Однако бахтинская теория авторства отнюдь не начинает склоняться в сторону учения о монологе, как можно было бы подумать на основании «Проблемы текста». В трех прочих трудах последнего десятилетия Бахтин проблематизирует и противоположную интуицию умаления автора (причем доходит здесь до мысли о полном его исчезновении из произведения, а в плане создания художественного смысла – до равноправия автора с читателем). Так что «свое» и «чужое» в авторе в творчестве Бахтина последних лет предельно разведены; трудно представить себе их возможный новый синтез.
Эта вторая линия умаления автора в поздних работах Бахтина проводится под иным углом зрения, нежели раньше. Если до того она возникала в связи с проблемами общественного характера творчества, то теперь ее можно усмотреть в бахтинской теории гуманитарного познания, гносеологической части его целостной концепции. «Предмет гуманитарных наук – выразительное и говорящее бытие»[222], в конечном счете человек – живая личность либо ее объективация в художественном произведении [223]. Такой предмет познания не может быть «объектом» по отношению к познающему его «субъекту», «объектом», каким является всякая вовлеченная в процесс познания вещь, лишенная разума. Невозможно познать личность (либо продукт ее духа), если противопоставить ее себе; нужно, чтобы она проявила себя именно в отношении к познающему, раскрыла себя навстречу ему – и это будет то знание личности, которое предназначено для данного познающего. Другому она откроется иначе, ибо личность, «выразительное и говорящее бытие», «никогда не совпадает с самим собою и потому неисчерпаемо в своем смысле и значении»[224]. Отношения в таком познании – не субъект-объектные, но субъект-субъектные; это привычный бахтинский диалог, «ты еси» по отношению к предмету познания: «диалогическое познание есть встреча»[225]. Пока здесь налицо старая мысль еще из «Автора и героя…» о незавершимости человеческого духа в эстетической деятельности, лишь слегка изменены формулировки: «Любой объект знания (в том числе человек) может быть воспринят и познан как вещь[226]. Но субъект (личность)[227] как таковой не может восприниматься и изучаться как вещь, ибо как субъект он не может, оставаясь субъектом, быть безгласным, следовательно, познание его может быть только диалогическим» [228].

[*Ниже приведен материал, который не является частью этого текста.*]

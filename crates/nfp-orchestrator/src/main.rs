//! nfp-orchestrator entry point.
//!
//! Runs the orchestrator against the in-memory simulated cloud. Requests
//! are read from a JSON file and injected before the event loop starts.

use std::path::{Path, PathBuf};
use std::process::ExitCode;
use std::sync::Arc;

use anyhow::{Context, Result};
use clap::Parser;
use nfp_orchestrator::audit::{init_logging, init_logging_pretty};
use nfp_orchestrator::backend::{LoggingServiceDriver, SimulatedCloud};
use nfp_orchestrator::config::OrchestratorConfig;
use nfp_orchestrator::daemon::OrchDaemon;
use nfp_orchestrator::device::{DeviceLifecycleManager, DeviceOrch, NetworkPolicy, OrchRequest};
use nfp_orchestrator::service::{ServiceConfigurator, VendorDrivers};
use tokio_util::sync::CancellationToken;
use tracing::{error, info, warn};

/// Network function device orchestrator
#[derive(Parser, Debug)]
#[command(name = "nfp-orchestrator")]
#[command(author, version, about, long_about = None)]
struct Args {
    /// YAML configuration file
    #[arg(short = 'c', long)]
    config: Option<PathBuf>,

    /// JSON file holding a list of requests to inject at startup
    #[arg(short = 'r', long)]
    requests: Option<PathBuf>,

    /// Log level (trace, debug, info, warn, error)
    #[arg(short = 'l', long, default_value = "info")]
    log_level: String,

    /// Human-readable logs instead of JSON
    #[arg(long)]
    pretty_logs: bool,

    /// Heartbeat interval in milliseconds (overrides the config file)
    #[arg(long)]
    heartbeat_interval: Option<u64>,

    /// Status polls a simulated instance spends booting
    #[arg(long, default_value = "2")]
    boot_polls: u32,

    /// Disable interface hot-plug
    #[arg(long)]
    no_hotplug: bool,

    /// Disable device sharing
    #[arg(long)]
    no_sharing: bool,
}

#[tokio::main]
async fn main() -> ExitCode {
    let args = Args::parse();

    if args.pretty_logs {
        init_logging_pretty(&args.log_level);
    } else {
        init_logging(&args.log_level);
    }

    match run(args).await {
        Ok(()) => ExitCode::SUCCESS,
        Err(err) => {
            error!("nfp-orchestrator failed: {:#}", err);
            ExitCode::FAILURE
        }
    }
}

async fn run(args: Args) -> Result<()> {
    let config = load_config(&args)?;

    info!("====================================================================");
    info!("Starting nfp-orchestrator (simulated cloud)");
    info!("====================================================================");
    info!("Heartbeat interval: {}ms", config.daemon.heartbeat_interval_ms);
    info!("Device sharing: {}", config.driver.supports_device_sharing);
    info!("Interface hot-plug: {}", config.driver.supports_hotplug);
    info!("Max interfaces per device: {}", config.driver.max_interfaces);
    info!("Vendors: {}", config.vendors.join(", "));

    let requests = match &args.requests {
        Some(path) => read_requests(path)?,
        None => Vec::new(),
    };

    let cloud = Arc::new(SimulatedCloud::with_boot_polls(args.boot_polls));
    seed_ports(&cloud, &requests);

    let manager = Arc::new(DeviceLifecycleManager::with_backend(config.driver.clone(), cloud.clone()));

    let service_driver = Arc::new(LoggingServiceDriver::new());
    let mut configurator = ServiceConfigurator::new();
    for vendor in &config.vendors {
        configurator.register_vendor(
            vendor.clone(),
            VendorDrivers::new()
                .with_firewall(service_driver.clone())
                .with_load_balancer(service_driver.clone())
                .with_vpn(service_driver.clone()),
        );
    }

    let device_orch = DeviceOrch::new(config.device_orch.clone(), manager, Arc::new(configurator));
    info!("Injecting {} request(s)", requests.len());
    for request in requests {
        if let Err(err) = device_orch.submit(request) {
            warn!(error = %err, "Dropping request");
        }
    }

    let mut daemon = OrchDaemon::new(config.daemon.clone());
    daemon.register_orch(Box::new(device_orch));

    let shutdown = CancellationToken::new();
    let signal_token = shutdown.clone();
    let signal_handle = tokio::spawn(async move {
        match tokio::signal::ctrl_c().await {
            Ok(()) => {
                warn!("Received SIGINT, shutting down gracefully...");
                signal_token.cancel();
            }
            Err(err) => {
                error!("Failed to listen for ctrl-c: {}", err);
            }
        }
    });

    daemon.run(shutdown).await;
    signal_handle.abort();

    info!("Simulated cloud at shutdown: {:?}", cloud);
    info!("Service configurations applied: {}", service_driver.applied().len());
    info!("====================================================================");
    info!("nfp-orchestrator shutdown complete");
    info!("====================================================================");

    Ok(())
}

fn load_config(args: &Args) -> Result<OrchestratorConfig> {
    let mut config = match &args.config {
        Some(path) => OrchestratorConfig::load(path)
            .with_context(|| format!("loading configuration from {}", path.display()))?,
        None => OrchestratorConfig::default(),
    };

    if let Some(interval) = args.heartbeat_interval {
        config.daemon.heartbeat_interval_ms = interval;
    }
    if args.no_hotplug {
        config.driver.supports_hotplug = false;
    }
    if args.no_sharing {
        config.driver.supports_device_sharing = false;
    }

    config.validate().context("validating configuration")?;
    Ok(config)
}

fn read_requests(path: &Path) -> Result<Vec<OrchRequest>> {
    let contents =
        std::fs::read_to_string(path).with_context(|| format!("reading requests from {}", path.display()))?;
    serde_json::from_str(&contents).with_context(|| format!("parsing requests in {}", path.display()))
}

/// Creates the tenant ports the requests refer to.
fn seed_ports(cloud: &SimulatedCloud, requests: &[OrchRequest]) {
    for request in requests {
        let OrchRequest::CreateNetworkFunction { device_data, .. } = request else {
            continue;
        };
        let network = format!("{}-data", device_data.tenant_id);
        for port in &device_data.ports {
            match port.policy {
                NetworkPolicy::Neutron => cloud.seed_port(&port.id, &network),
                NetworkPolicy::Gbp => cloud.seed_policy_target(&port.id, &network),
            };
        }
    }
}
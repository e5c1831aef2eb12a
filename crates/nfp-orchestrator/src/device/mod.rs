//! DeviceOrch - network function appliance orchestration.
//!
//! Network functions (firewall, load balancer, VPN service chains) are
//! placed on appliance instances. An appliance is shared between network
//! functions of the same tenant and vendor while it has free interface
//! slots; otherwise a new one is launched.
//!
//! # Architecture
//!
//! ```text
//! OrchRequest ──> NotificationQueue
//!                        │ (drained once per tick)
//!                        ▼
//!                   DeviceOrch ──> EventSequencer (one in-flight op per key)
//!                        │
//!                        ▼
//!                  TaskExecutor ──> DeviceLifecycleManager ──> compute/network/identity
//!                        │                                 └─> ServiceConfigurator
//!                        ▼
//!               outcomes applied on the loop
//! ```
//!
//! # Device Lifecycle
//!
//! ```text
//! create_device ─> PENDING_CREATE ─(is_device_up)─> ACTIVE ─> PENDING_DELETE ─> DELETED
//!                        │                             │
//!                        └──(max health checks)─> ERROR┘
//! ```

mod driver;
mod orch;
mod types;

pub use driver::{
    Cleanup, DeletionReport, DeviceDriverError, DeviceLifecycleManager, DriverCapabilities, DriverResult,
};
pub use orch::{
    DeviceOrch, DeviceOrchConfig, DeviceOrchStats, NetworkFunction, NetworkFunctionStatus, OrchRequest,
};
pub use types::{
    CreatedDevice, DeviceData, DeviceFilters, DeviceStateError, DeviceStatus, ManagementNetworkInfo,
    NetworkFunctionDevice, NetworkPolicy, Port, PortClassification, DEFAULT_COMPUTE_POLICY,
};
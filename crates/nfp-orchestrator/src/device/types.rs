//! Device data model.

use std::fmt;

use serde::{Deserialize, Serialize};
use thiserror::Error;

/// Compute policy supported by the lifecycle manager out of the box.
pub const DEFAULT_COMPUTE_POLICY: &str = "nova";

/// Lifecycle status of a network function device.
#[derive(Debug, Clone, Copy, PartialEq, Eq, Hash, Serialize, Deserialize)]
#[serde(rename_all = "SCREAMING_SNAKE_CASE")]
pub enum DeviceStatus {
    PendingCreate,
    Active,
    Error,
    PendingDelete,
    Deleted,
}

impl DeviceStatus {
    /// Returns the status name as stored by the control plane.
    pub fn as_str(&self) -> &'static str {
        match self {
            DeviceStatus::PendingCreate => "PENDING_CREATE",
            DeviceStatus::Active => "ACTIVE",
            DeviceStatus::Error => "ERROR",
            DeviceStatus::PendingDelete => "PENDING_DELETE",
            DeviceStatus::Deleted => "DELETED",
        }
    }

    /// Returns true if `next` is a legal successor of this status.
    ///
    /// ```text
    /// PENDING_CREATE ─> ACTIVE ─> PENDING_DELETE ─> DELETED
    ///        │            │             │
    ///        └────────────┴─> ERROR <───┘
    /// ```
    pub fn can_transition_to(&self, next: DeviceStatus) -> bool {
        use DeviceStatus::*;
        matches!(
            (self, next),
            (PendingCreate, Active)
                | (PendingCreate, Error)
                | (PendingCreate, PendingDelete)
                | (Active, PendingDelete)
                | (Active, Error)
                | (Error, PendingDelete)
                | (PendingDelete, Deleted)
                | (PendingDelete, Error)
        )
    }
}

impl fmt::Display for DeviceStatus {
    fn fmt(&self, f: &mut fmt::Formatter<'_>) -> fmt::Result {
        f.write_str(self.as_str())
    }
}

/// Role of a port on an appliance.
#[derive(Debug, Clone, Copy, PartialEq, Eq, Hash, Serialize, Deserialize)]
#[serde(rename_all = "lowercase")]
pub enum PortClassification {
    Provider,
    Consumer,
    Mgmt,
    Monitor,
    Failover,
}

/// Addressing scheme a port or network belongs to.
#[derive(Debug, Clone, Copy, PartialEq, Eq, Hash, Default, Serialize, Deserialize)]
#[serde(rename_all = "lowercase")]
pub enum NetworkPolicy {
    /// Plain ports
    #[default]
    Neutron,
    /// Group-based policy targets, each backed by a port
    Gbp,
}

/// A port handed to or owned by an appliance.
#[derive(Debug, Clone, PartialEq, Eq, Serialize, Deserialize)]
pub struct Port {
    pub id: String,
    #[serde(rename = "port_classification")]
    pub classification: PortClassification,
    #[serde(rename = "port_policy", default)]
    pub policy: NetworkPolicy,
    #[serde(default, skip_serializing_if = "Option::is_none")]
    pub position: Option<u32>,
}

impl Port {
    pub fn new(id: impl Into<String>, classification: PortClassification, policy: NetworkPolicy) -> Self {
        Self {
            id: id.into(),
            classification,
            policy,
            position: None,
        }
    }

    /// Creates a provider-side port with the default policy.
    pub fn provider(id: impl Into<String>) -> Self {
        Self::new(id, PortClassification::Provider, NetworkPolicy::Neutron)
    }

    /// Creates a consumer-side port with the default policy.
    pub fn consumer(id: impl Into<String>) -> Self {
        Self::new(id, PortClassification::Consumer, NetworkPolicy::Neutron)
    }

    pub fn with_policy(mut self, policy: NetworkPolicy) -> Self {
        self.policy = policy;
        self
    }

    pub fn with_position(mut self, position: u32) -> Self {
        self.position = Some(position);
        self
    }

    /// Returns true for ports carrying service traffic.
    pub fn is_data_port(&self) -> bool {
        matches!(
            self.classification,
            PortClassification::Provider | PortClassification::Consumer
        )
    }
}

/// Management network the appliance's mgmt interface is created on.
#[derive(Debug, Clone, PartialEq, Eq, Serialize, Deserialize)]
pub struct ManagementNetworkInfo {
    pub id: String,
}

/// Input to every lifecycle operation.
#[derive(Debug, Clone, PartialEq, Serialize, Deserialize)]
pub struct DeviceData {
    /// Instance id, for operations on an existing device
    #[serde(default, skip_serializing_if = "Option::is_none")]
    pub id: Option<String>,
    pub tenant_id: String,
    #[serde(default = "default_compute_policy")]
    pub compute_policy: String,
    #[serde(default)]
    pub network_policy: NetworkPolicy,
    pub service_vendor: String,
    /// Caller-supplied token; the admin token is used when absent
    #[serde(default, skip_serializing_if = "Option::is_none")]
    pub token: Option<String>,
    #[serde(default)]
    pub ports: Vec<Port>,
    /// Interfaces owned by the device (set on existing devices)
    #[serde(default)]
    pub mgmt_data_ports: Vec<Port>,
    pub management_network_info: ManagementNetworkInfo,
}

fn default_compute_policy() -> String {
    DEFAULT_COMPUTE_POLICY.to_string()
}

impl DeviceData {
    pub fn new(
        tenant_id: impl Into<String>,
        service_vendor: impl Into<String>,
        management_network_id: impl Into<String>,
    ) -> Self {
        Self {
            id: None,
            tenant_id: tenant_id.into(),
            compute_policy: default_compute_policy(),
            network_policy: NetworkPolicy::default(),
            service_vendor: service_vendor.into(),
            token: None,
            ports: Vec::new(),
            mgmt_data_ports: Vec::new(),
            management_network_info: ManagementNetworkInfo {
                id: management_network_id.into(),
            },
        }
    }

    pub fn with_id(mut self, id: impl Into<String>) -> Self {
        self.id = Some(id.into());
        self
    }

    pub fn with_ports(mut self, ports: Vec<Port>) -> Self {
        self.ports = ports;
        self
    }

    pub fn with_mgmt_data_ports(mut self, ports: Vec<Port>) -> Self {
        self.mgmt_data_ports = ports;
        self
    }

    pub fn with_network_policy(mut self, policy: NetworkPolicy) -> Self {
        self.network_policy = policy;
        self
    }

    pub fn with_compute_policy(mut self, policy: impl Into<String>) -> Self {
        self.compute_policy = policy.into();
        self
    }

    pub fn with_token(mut self, token: impl Into<String>) -> Self {
        self.token = Some(token.into());
        self
    }

    /// Returns the requested ports of one classification, in listed order.
    pub fn ports_of(&self, classification: PortClassification) -> impl Iterator<Item = &Port> {
        self.ports
            .iter()
            .filter(move |p| p.classification == classification)
    }

    /// Returns true if any requested port has the classification.
    pub fn has_classification(&self, classification: PortClassification) -> bool {
        self.ports_of(classification).next().is_some()
    }

    /// Key serializing placement decisions for one tenant and vendor.
    pub fn placement_key(&self) -> String {
        format!("{}:{}", self.tenant_id, self.service_vendor)
    }
}

/// Selection predicate for devices eligible for sharing.
#[derive(Debug, Clone, PartialEq, Eq, Serialize, Deserialize)]
pub struct DeviceFilters {
    pub tenant_id: String,
    pub service_vendor: String,
    pub status: DeviceStatus,
}

impl DeviceFilters {
    /// Returns true if the device satisfies every filter.
    pub fn matches(&self, device: &NetworkFunctionDevice) -> bool {
        device.tenant_id == self.tenant_id
            && device.service_vendor == self.service_vendor
            && device.status() == self.status
    }
}

/// Result of a successful `create_device`.
#[derive(Debug, Clone, PartialEq, Eq, Serialize, Deserialize)]
pub struct CreatedDevice {
    pub id: String,
    pub name: String,
    pub mgmt_ip_address: String,
    pub mgmt_data_ports: Vec<Port>,
    pub max_interfaces: u32,
    pub interfaces_in_use: u32,
}

/// Rejected device record mutation.
#[derive(Debug, Clone, PartialEq, Eq, Error)]
pub enum DeviceStateError {
    #[error("Device {device}: invalid transition {from} -> {to}")]
    InvalidTransition {
        device: String,
        from: DeviceStatus,
        to: DeviceStatus,
    },

    #[error("Device {device}: {requested} interfaces requested, {in_use}/{max} in use")]
    CapacityExceeded {
        device: String,
        requested: u32,
        in_use: u32,
        max: u32,
    },

    #[error("Device {device}: releasing {requested} interfaces, only {in_use} in use")]
    InterfaceUnderflow {
        device: String,
        requested: u32,
        in_use: u32,
    },
}

/// An appliance instance tracked by the orchestrator.
///
/// Status and interface accounting are only changed through methods, so
/// `interfaces_in_use <= max_interfaces` and the status state machine hold
/// for every observable record.
#[derive(Debug, Clone, PartialEq, Eq, Serialize)]
pub struct NetworkFunctionDevice {
    pub id: String,
    pub name: String,
    pub tenant_id: String,
    pub service_vendor: String,
    pub compute_policy: String,
    pub network_policy: NetworkPolicy,
    pub management_network_id: String,
    pub mgmt_ip_address: Option<String>,
    /// Interfaces the device owns (deleted with it)
    pub mgmt_ports: Vec<Port>,
    /// Borrowed data ports currently attached
    pub ports: Vec<Port>,
    status: DeviceStatus,
    max_interfaces: u32,
    interfaces_in_use: u32,
}

impl NetworkFunctionDevice {
    /// Creates an empty PENDING_CREATE record.
    pub fn new(
        id: impl Into<String>,
        tenant_id: impl Into<String>,
        service_vendor: impl Into<String>,
        max_interfaces: u32,
    ) -> Self {
        let id = id.into();
        Self {
            name: id.clone(),
            id,
            tenant_id: tenant_id.into(),
            service_vendor: service_vendor.into(),
            compute_policy: default_compute_policy(),
            network_policy: NetworkPolicy::default(),
            management_network_id: String::new(),
            mgmt_ip_address: None,
            mgmt_ports: Vec::new(),
            ports: Vec::new(),
            status: DeviceStatus::PendingCreate,
            max_interfaces,
            interfaces_in_use: 0,
        }
    }

    /// Builds the record for a freshly launched device.
    pub fn from_created(created: CreatedDevice, request: &DeviceData) -> Self {
        // Launch attaches mgmt first, then providers, then consumers
        let attached: Vec<Port> = if created.interfaces_in_use > created.mgmt_data_ports.len() as u32 {
            request
                .ports_of(PortClassification::Provider)
                .chain(request.ports_of(PortClassification::Consumer))
                .zip(created.mgmt_data_ports.len() as u32..)
                .map(|(port, position)| port.clone().with_position(position))
                .collect()
        } else {
            Vec::new()
        };
        Self {
            id: created.id,
            name: created.name,
            tenant_id: request.tenant_id.clone(),
            service_vendor: request.service_vendor.clone(),
            compute_policy: request.compute_policy.clone(),
            network_policy: request.network_policy,
            management_network_id: request.management_network_info.id.clone(),
            mgmt_ip_address: Some(created.mgmt_ip_address),
            mgmt_ports: created.mgmt_data_ports,
            ports: attached,
            status: DeviceStatus::PendingCreate,
            interfaces_in_use: created.interfaces_in_use.min(created.max_interfaces),
            max_interfaces: created.max_interfaces,
        }
    }

    pub fn status(&self) -> DeviceStatus {
        self.status
    }

    pub fn is_active(&self) -> bool {
        self.status == DeviceStatus::Active
    }

    pub fn max_interfaces(&self) -> u32 {
        self.max_interfaces
    }

    pub fn interfaces_in_use(&self) -> u32 {
        self.interfaces_in_use
    }

    pub fn free_interfaces(&self) -> u32 {
        self.max_interfaces - self.interfaces_in_use
    }

    /// Moves the device to `next`. Re-entering the current status is a no-op.
    pub fn transition_to(&mut self, next: DeviceStatus) -> Result<(), DeviceStateError> {
        if self.status == next {
            return Ok(());
        }
        if !self.status.can_transition_to(next) {
            return Err(DeviceStateError::InvalidTransition {
                device: self.id.clone(),
                from: self.status,
                to: next,
            });
        }
        self.status = next;
        Ok(())
    }

    /// Reserves `count` interface slots. Returns the new usage.
    pub fn reserve_interfaces(&mut self, count: u32) -> Result<u32, DeviceStateError> {
        if self.interfaces_in_use + count > self.max_interfaces {
            return Err(DeviceStateError::CapacityExceeded {
                device: self.id.clone(),
                requested: count,
                in_use: self.interfaces_in_use,
                max: self.max_interfaces,
            });
        }
        self.interfaces_in_use += count;
        Ok(self.interfaces_in_use)
    }

    /// Releases `count` interface slots. Returns the new usage.
    pub fn release_interfaces(&mut self, count: u32) -> Result<u32, DeviceStateError> {
        if count > self.interfaces_in_use {
            return Err(DeviceStateError::InterfaceUnderflow {
                device: self.id.clone(),
                requested: count,
                in_use: self.interfaces_in_use,
            });
        }
        self.interfaces_in_use -= count;
        Ok(self.interfaces_in_use)
    }

    /// Records data ports as attached, numbering them after the last
    /// known interface.
    pub fn add_ports(&mut self, ports: &[Port]) {
        for port in ports {
            if self.ports.iter().any(|p| p.id == port.id) {
                continue;
            }
            let position = self
                .mgmt_ports
                .iter()
                .chain(self.ports.iter())
                .filter_map(|p| p.position)
                .max()
                .map_or(0, |last| last + 1);
            self.ports.push(port.clone().with_position(position));
        }
    }

    /// Forgets attached data ports.
    pub fn remove_ports(&mut self, ports: &[Port]) {
        self.ports.retain(|p| !ports.iter().any(|r| r.id == p.id));
    }

    /// Builds the lifecycle input for an operation on this device.
    pub fn to_device_data(&self, ports: Vec<Port>) -> DeviceData {
        DeviceData {
            id: Some(self.id.clone()),
            tenant_id: self.tenant_id.clone(),
            compute_policy: self.compute_policy.clone(),
            network_policy: self.network_policy,
            service_vendor: self.service_vendor.clone(),
            token: None,
            ports,
            mgmt_data_ports: self.mgmt_ports.clone(),
            management_network_info: ManagementNetworkInfo {
                id: self.management_network_id.clone(),
            },
        }
    }
}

Новое начинается тогда, когда говорится, что познание личности возможно, правда, его природа иная, чем познание вещи (чуть по-другому эта мысль повернута в книге о Достоевском), и в особенности – при определении этого познания как бесконечного диалога. Личность, по Бахтину, не принадлежит себе, не замкнута внутри себя как некая монада; вообще одна, как таковая, она не существует. Бытие личности непременно предполагает другого; лишь благодаря другому и в реальном общении с другим личность (и вообще «выразительное и говорящее бытие», например, художественное произведение) обретает свой смысл: «“Смысл” персоналистичен: в нем всегда есть вопрос, обращение и предвосхищение ответа, в нем всегда двое (как диалогический минимум). Это – персоналистичность не психологическая, но смысловая»[229]. А потому у личности оказывается бесчисленное множество смыслов – столько, сколько контекстов ее самообнаружения, реальных и потенциальных собеседников и ситуаций. В таких рассуждениях Бахтин выступает как крайний антиплатоник: он как будто исключает устойчивый, неизменный аспект личности, то в ней, что пребывает по ту сторону всех ее житейских ситуаций и диалогов.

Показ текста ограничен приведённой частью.